BRIEF
For the listing below, give the number of lines in which "crate" occurs. Add nothing.

::::::::

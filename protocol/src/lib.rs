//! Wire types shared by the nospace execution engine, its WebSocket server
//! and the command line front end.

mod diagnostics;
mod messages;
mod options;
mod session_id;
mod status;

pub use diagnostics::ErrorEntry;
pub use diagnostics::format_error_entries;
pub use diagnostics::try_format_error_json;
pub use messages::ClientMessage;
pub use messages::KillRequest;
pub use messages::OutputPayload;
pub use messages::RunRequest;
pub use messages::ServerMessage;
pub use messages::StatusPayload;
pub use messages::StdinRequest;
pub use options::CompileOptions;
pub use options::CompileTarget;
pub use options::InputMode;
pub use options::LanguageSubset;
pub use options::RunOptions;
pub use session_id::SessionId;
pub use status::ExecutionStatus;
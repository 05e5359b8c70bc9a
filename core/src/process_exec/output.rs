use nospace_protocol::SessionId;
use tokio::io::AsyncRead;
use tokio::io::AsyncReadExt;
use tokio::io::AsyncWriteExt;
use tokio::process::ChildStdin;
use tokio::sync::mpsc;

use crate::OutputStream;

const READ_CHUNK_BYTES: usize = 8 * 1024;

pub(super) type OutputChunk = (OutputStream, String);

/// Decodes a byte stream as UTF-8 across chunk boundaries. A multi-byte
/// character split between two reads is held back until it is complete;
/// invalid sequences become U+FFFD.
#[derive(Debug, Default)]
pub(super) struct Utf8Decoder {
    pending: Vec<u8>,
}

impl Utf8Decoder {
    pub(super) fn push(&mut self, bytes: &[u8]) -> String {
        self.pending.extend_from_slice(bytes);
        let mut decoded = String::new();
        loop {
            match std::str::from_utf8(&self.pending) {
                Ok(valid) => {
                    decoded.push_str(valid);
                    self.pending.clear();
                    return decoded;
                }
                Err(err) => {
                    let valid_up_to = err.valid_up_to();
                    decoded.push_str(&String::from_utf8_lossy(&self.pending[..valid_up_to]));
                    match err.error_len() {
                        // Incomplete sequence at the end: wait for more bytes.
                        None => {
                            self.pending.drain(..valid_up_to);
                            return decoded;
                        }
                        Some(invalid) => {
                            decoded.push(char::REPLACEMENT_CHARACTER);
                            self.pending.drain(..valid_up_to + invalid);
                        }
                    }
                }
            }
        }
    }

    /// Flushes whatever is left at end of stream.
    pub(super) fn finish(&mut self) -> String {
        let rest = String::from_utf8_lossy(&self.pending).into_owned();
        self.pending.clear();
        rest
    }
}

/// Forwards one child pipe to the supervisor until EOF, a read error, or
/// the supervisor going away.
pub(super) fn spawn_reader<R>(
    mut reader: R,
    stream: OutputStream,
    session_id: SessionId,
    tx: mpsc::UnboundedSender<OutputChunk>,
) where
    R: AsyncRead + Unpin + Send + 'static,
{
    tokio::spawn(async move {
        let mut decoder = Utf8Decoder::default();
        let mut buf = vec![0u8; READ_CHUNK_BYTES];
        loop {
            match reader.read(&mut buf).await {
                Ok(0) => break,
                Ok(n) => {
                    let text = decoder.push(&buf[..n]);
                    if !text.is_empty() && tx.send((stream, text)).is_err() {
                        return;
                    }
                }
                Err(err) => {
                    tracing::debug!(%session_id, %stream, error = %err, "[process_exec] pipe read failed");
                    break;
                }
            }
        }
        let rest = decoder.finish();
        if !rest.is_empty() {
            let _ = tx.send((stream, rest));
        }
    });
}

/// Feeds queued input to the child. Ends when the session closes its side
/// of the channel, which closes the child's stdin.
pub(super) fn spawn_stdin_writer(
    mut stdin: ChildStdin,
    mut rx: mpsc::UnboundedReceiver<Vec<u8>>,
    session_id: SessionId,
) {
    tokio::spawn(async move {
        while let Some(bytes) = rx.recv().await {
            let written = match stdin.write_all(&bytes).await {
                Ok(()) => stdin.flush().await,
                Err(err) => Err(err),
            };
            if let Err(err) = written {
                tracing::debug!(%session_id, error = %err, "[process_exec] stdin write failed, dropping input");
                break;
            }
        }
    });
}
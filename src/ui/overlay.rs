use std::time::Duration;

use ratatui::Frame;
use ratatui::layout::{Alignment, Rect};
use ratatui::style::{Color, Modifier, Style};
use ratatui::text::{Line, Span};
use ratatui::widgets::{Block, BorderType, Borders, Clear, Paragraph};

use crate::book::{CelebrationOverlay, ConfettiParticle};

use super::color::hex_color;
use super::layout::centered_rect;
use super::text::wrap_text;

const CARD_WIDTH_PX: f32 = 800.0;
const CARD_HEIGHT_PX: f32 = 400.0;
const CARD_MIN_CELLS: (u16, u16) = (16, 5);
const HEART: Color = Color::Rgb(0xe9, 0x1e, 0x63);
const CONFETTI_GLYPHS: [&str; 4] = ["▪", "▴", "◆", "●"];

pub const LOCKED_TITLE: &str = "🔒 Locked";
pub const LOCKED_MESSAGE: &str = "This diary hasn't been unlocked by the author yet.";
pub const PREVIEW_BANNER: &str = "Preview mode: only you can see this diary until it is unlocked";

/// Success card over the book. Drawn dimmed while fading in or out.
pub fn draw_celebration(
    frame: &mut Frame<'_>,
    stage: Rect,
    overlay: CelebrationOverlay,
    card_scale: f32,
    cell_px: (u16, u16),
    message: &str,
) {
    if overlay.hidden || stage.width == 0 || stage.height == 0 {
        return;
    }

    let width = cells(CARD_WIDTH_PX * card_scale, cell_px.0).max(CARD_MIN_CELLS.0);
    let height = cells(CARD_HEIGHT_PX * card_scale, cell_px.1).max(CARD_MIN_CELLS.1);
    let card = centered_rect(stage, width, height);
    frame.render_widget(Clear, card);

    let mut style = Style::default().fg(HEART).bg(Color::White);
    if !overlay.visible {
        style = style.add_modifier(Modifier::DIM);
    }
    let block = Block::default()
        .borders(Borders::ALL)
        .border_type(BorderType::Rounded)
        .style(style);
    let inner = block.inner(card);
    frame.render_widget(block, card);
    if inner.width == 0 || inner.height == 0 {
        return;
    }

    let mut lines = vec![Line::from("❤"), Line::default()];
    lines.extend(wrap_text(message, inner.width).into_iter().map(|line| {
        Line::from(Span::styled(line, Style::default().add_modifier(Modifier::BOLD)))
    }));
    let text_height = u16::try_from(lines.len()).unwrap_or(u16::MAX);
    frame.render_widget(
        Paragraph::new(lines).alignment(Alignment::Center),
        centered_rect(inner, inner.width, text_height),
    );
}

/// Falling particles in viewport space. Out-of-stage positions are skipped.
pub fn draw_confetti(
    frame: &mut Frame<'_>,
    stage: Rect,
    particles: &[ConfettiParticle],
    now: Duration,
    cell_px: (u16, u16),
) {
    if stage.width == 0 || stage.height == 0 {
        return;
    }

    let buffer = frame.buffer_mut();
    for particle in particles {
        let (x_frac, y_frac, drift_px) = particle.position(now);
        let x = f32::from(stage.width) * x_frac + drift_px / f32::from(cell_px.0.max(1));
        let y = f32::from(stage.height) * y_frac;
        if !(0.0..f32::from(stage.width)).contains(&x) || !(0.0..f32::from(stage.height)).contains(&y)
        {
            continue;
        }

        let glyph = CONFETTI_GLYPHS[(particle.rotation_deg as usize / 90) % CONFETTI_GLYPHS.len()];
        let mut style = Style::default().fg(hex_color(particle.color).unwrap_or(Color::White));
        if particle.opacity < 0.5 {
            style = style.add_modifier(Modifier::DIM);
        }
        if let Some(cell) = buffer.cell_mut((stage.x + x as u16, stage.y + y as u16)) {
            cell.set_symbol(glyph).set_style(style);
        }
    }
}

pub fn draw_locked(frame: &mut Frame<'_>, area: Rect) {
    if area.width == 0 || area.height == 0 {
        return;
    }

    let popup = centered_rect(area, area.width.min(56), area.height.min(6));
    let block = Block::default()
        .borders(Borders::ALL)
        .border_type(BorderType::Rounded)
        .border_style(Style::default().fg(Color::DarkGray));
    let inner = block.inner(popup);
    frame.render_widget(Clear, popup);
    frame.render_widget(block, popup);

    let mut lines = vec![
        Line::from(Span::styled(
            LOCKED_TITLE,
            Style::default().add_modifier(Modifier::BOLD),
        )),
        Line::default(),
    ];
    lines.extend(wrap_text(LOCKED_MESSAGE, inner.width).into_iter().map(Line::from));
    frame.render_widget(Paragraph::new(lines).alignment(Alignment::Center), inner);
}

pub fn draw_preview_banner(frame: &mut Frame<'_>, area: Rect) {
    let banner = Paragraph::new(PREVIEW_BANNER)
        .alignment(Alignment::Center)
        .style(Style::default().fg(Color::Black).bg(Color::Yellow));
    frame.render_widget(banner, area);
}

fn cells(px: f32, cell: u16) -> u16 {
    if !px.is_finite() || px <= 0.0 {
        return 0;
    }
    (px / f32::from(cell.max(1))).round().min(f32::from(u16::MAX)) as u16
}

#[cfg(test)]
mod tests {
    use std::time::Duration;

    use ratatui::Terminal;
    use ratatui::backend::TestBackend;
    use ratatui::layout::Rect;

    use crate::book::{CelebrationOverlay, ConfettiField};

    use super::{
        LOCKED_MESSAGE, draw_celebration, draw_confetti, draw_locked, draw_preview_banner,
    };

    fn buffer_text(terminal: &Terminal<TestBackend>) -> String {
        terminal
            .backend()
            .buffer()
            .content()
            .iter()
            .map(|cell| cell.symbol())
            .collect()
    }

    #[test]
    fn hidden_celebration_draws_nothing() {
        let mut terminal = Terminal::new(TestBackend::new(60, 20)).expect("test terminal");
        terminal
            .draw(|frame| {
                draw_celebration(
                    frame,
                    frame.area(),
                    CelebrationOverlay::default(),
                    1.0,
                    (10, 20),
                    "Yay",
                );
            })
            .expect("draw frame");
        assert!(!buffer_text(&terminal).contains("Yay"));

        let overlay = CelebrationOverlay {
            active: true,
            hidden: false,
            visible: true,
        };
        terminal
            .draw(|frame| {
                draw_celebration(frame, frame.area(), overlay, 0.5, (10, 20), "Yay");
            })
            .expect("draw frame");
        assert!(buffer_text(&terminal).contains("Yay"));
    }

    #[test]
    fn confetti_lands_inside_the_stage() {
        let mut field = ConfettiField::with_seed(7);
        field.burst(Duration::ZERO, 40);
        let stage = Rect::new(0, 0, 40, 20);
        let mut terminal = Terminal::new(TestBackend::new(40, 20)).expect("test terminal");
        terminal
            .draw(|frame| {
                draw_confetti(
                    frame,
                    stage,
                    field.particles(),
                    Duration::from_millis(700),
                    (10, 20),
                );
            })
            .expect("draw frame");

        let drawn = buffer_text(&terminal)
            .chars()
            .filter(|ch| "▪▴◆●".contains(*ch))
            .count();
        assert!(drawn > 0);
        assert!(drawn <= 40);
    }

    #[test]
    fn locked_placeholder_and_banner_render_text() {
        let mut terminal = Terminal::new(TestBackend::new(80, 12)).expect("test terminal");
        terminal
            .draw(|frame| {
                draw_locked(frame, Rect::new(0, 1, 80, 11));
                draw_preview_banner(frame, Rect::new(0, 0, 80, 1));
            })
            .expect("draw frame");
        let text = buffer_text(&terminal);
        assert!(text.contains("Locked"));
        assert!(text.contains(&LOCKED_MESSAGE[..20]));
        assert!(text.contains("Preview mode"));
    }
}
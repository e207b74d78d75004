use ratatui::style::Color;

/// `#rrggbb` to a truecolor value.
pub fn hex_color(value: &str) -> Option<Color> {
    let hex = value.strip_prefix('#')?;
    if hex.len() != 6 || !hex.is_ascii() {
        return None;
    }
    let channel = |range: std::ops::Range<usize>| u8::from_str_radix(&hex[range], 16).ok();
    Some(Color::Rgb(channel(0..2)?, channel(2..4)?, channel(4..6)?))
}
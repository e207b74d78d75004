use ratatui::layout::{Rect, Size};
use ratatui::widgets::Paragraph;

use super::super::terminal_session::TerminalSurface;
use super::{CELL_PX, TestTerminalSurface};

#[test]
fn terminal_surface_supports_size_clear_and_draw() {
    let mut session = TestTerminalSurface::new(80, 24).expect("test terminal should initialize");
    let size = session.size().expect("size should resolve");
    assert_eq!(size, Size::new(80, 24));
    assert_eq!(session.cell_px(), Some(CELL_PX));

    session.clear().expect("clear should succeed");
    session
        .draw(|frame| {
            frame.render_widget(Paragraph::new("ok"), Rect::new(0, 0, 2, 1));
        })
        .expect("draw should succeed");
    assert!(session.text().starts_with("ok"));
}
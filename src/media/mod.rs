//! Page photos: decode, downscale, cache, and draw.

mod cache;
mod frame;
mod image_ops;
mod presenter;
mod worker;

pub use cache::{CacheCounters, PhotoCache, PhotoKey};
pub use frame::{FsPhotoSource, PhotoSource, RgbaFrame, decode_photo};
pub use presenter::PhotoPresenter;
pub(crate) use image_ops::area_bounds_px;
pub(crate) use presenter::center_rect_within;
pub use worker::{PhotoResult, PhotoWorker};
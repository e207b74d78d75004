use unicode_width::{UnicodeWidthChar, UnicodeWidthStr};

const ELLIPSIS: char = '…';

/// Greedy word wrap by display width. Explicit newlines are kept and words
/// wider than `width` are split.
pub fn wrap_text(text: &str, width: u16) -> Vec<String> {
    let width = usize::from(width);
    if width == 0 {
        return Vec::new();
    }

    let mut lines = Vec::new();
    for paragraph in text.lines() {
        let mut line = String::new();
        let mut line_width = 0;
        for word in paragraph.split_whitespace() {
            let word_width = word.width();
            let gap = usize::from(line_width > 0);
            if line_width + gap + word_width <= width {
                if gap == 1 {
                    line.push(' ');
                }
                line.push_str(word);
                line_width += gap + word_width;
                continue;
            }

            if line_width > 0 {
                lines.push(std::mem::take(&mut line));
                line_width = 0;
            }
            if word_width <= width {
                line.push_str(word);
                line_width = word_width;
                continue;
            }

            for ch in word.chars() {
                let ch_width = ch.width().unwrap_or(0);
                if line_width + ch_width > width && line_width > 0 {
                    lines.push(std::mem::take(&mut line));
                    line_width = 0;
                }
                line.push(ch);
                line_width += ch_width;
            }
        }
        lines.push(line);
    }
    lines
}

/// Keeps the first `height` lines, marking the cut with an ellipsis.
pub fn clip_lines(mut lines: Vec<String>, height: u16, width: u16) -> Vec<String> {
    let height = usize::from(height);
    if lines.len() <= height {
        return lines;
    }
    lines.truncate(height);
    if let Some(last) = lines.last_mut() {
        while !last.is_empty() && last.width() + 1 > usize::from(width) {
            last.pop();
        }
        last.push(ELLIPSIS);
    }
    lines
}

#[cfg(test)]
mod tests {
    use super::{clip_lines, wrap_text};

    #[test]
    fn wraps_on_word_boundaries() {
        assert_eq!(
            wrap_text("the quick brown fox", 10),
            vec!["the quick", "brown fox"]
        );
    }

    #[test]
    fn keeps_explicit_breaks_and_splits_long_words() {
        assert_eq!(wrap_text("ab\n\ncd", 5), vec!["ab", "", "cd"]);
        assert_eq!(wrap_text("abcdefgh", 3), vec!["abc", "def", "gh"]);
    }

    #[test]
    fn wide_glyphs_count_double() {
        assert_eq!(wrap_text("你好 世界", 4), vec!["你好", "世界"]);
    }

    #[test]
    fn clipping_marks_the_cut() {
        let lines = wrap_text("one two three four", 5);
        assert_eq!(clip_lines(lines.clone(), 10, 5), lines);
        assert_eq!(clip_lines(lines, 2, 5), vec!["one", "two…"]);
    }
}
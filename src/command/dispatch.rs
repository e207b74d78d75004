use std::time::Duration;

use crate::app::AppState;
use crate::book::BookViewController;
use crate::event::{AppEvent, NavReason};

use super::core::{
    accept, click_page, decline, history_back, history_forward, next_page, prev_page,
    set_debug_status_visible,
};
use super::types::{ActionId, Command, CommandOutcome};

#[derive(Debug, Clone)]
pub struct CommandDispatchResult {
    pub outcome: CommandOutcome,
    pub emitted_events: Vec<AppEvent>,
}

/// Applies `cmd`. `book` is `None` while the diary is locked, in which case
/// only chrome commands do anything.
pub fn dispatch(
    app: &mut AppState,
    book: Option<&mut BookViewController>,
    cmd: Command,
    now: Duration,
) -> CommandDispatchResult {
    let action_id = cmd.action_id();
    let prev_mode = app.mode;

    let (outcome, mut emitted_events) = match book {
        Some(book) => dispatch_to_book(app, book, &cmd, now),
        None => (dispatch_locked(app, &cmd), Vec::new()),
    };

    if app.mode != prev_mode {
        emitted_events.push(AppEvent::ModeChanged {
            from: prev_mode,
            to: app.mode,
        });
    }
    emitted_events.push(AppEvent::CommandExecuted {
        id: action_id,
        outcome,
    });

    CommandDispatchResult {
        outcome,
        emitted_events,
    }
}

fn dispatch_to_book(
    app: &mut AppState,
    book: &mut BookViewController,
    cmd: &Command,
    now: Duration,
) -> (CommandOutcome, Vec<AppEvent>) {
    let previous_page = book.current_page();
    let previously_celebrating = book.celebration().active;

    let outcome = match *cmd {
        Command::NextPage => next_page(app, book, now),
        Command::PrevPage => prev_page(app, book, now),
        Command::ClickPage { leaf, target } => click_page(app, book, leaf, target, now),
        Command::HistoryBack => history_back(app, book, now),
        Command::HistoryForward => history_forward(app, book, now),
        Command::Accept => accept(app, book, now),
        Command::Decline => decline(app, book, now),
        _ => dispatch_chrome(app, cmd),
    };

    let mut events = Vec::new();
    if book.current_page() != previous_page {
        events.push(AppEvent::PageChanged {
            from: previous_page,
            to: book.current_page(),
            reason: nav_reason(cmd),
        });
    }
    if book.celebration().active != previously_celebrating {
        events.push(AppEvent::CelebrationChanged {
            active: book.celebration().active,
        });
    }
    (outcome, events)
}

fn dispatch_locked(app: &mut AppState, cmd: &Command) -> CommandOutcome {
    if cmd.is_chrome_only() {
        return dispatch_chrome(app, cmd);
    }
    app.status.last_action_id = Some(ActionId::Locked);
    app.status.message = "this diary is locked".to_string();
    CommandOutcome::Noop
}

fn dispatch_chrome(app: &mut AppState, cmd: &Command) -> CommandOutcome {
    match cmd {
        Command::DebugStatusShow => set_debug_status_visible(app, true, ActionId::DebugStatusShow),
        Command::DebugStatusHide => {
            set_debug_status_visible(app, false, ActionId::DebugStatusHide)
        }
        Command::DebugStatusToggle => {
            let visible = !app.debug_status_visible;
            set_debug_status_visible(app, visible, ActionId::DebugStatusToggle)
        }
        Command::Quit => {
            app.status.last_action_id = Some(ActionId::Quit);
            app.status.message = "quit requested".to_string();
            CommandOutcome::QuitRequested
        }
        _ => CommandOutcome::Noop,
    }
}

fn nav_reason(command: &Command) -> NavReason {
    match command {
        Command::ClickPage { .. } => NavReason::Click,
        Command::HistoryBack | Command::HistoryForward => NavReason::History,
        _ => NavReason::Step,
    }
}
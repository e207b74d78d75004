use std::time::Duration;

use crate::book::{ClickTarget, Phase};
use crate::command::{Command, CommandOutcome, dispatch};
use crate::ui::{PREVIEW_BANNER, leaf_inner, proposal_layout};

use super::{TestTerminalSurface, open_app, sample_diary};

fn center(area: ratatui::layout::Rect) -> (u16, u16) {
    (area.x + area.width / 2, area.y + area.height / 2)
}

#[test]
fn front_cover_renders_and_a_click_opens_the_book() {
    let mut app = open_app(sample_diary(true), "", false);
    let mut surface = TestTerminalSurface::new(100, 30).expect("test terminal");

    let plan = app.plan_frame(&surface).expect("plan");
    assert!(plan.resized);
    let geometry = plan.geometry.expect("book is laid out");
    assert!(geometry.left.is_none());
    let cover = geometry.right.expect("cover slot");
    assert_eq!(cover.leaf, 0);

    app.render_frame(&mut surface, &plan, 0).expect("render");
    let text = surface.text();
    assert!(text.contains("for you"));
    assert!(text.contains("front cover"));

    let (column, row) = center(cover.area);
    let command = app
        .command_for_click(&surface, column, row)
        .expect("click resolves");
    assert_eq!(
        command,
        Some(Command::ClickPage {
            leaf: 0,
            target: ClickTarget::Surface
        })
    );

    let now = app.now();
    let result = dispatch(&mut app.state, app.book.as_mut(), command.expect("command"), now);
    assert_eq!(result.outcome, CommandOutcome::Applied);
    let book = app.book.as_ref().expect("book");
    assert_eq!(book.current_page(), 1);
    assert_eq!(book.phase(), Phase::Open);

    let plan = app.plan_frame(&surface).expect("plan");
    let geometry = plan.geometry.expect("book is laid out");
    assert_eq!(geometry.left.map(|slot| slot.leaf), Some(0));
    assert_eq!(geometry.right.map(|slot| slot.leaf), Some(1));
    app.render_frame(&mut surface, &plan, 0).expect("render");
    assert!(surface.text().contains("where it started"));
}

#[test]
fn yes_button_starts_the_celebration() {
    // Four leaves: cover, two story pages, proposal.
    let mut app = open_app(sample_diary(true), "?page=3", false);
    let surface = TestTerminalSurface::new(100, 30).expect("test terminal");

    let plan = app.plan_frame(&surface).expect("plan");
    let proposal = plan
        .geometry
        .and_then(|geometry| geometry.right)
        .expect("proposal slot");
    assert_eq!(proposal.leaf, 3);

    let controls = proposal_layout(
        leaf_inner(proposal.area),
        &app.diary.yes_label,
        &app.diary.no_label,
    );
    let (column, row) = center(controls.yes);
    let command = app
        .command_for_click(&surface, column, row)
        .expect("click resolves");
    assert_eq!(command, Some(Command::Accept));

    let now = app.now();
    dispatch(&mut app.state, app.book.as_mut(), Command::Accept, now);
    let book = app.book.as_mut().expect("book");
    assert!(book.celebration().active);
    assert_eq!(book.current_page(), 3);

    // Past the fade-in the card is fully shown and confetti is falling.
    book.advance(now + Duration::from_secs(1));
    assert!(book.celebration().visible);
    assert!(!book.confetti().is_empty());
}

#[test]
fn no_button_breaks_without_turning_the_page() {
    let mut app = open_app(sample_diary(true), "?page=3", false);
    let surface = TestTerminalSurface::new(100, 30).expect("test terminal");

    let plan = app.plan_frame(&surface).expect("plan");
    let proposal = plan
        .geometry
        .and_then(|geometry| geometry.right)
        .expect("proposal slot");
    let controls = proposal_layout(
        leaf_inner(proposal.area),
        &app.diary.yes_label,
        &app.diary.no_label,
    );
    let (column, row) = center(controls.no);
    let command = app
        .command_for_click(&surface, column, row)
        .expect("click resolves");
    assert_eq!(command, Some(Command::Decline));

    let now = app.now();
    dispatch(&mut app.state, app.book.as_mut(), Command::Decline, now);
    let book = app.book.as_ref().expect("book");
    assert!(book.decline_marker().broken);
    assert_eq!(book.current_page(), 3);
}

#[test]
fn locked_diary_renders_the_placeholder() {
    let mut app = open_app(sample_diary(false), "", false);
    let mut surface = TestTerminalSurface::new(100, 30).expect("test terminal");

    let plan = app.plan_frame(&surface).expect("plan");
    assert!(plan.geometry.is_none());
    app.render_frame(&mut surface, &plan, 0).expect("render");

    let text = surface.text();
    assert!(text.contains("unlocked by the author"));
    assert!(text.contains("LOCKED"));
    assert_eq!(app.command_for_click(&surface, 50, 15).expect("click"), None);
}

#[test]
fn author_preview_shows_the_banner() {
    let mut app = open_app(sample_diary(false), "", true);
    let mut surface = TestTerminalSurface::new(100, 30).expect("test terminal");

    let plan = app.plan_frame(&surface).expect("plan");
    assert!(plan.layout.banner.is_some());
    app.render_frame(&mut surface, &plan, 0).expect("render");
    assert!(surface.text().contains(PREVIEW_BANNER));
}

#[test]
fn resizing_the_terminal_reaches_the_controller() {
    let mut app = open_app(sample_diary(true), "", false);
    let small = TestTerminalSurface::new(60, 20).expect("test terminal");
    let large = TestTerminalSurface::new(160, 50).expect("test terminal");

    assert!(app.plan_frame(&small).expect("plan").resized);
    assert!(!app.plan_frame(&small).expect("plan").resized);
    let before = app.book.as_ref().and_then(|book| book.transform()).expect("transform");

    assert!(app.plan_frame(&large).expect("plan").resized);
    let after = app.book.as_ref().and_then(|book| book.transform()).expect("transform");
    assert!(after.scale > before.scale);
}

::::::::

EXERCISE RESPONSE
11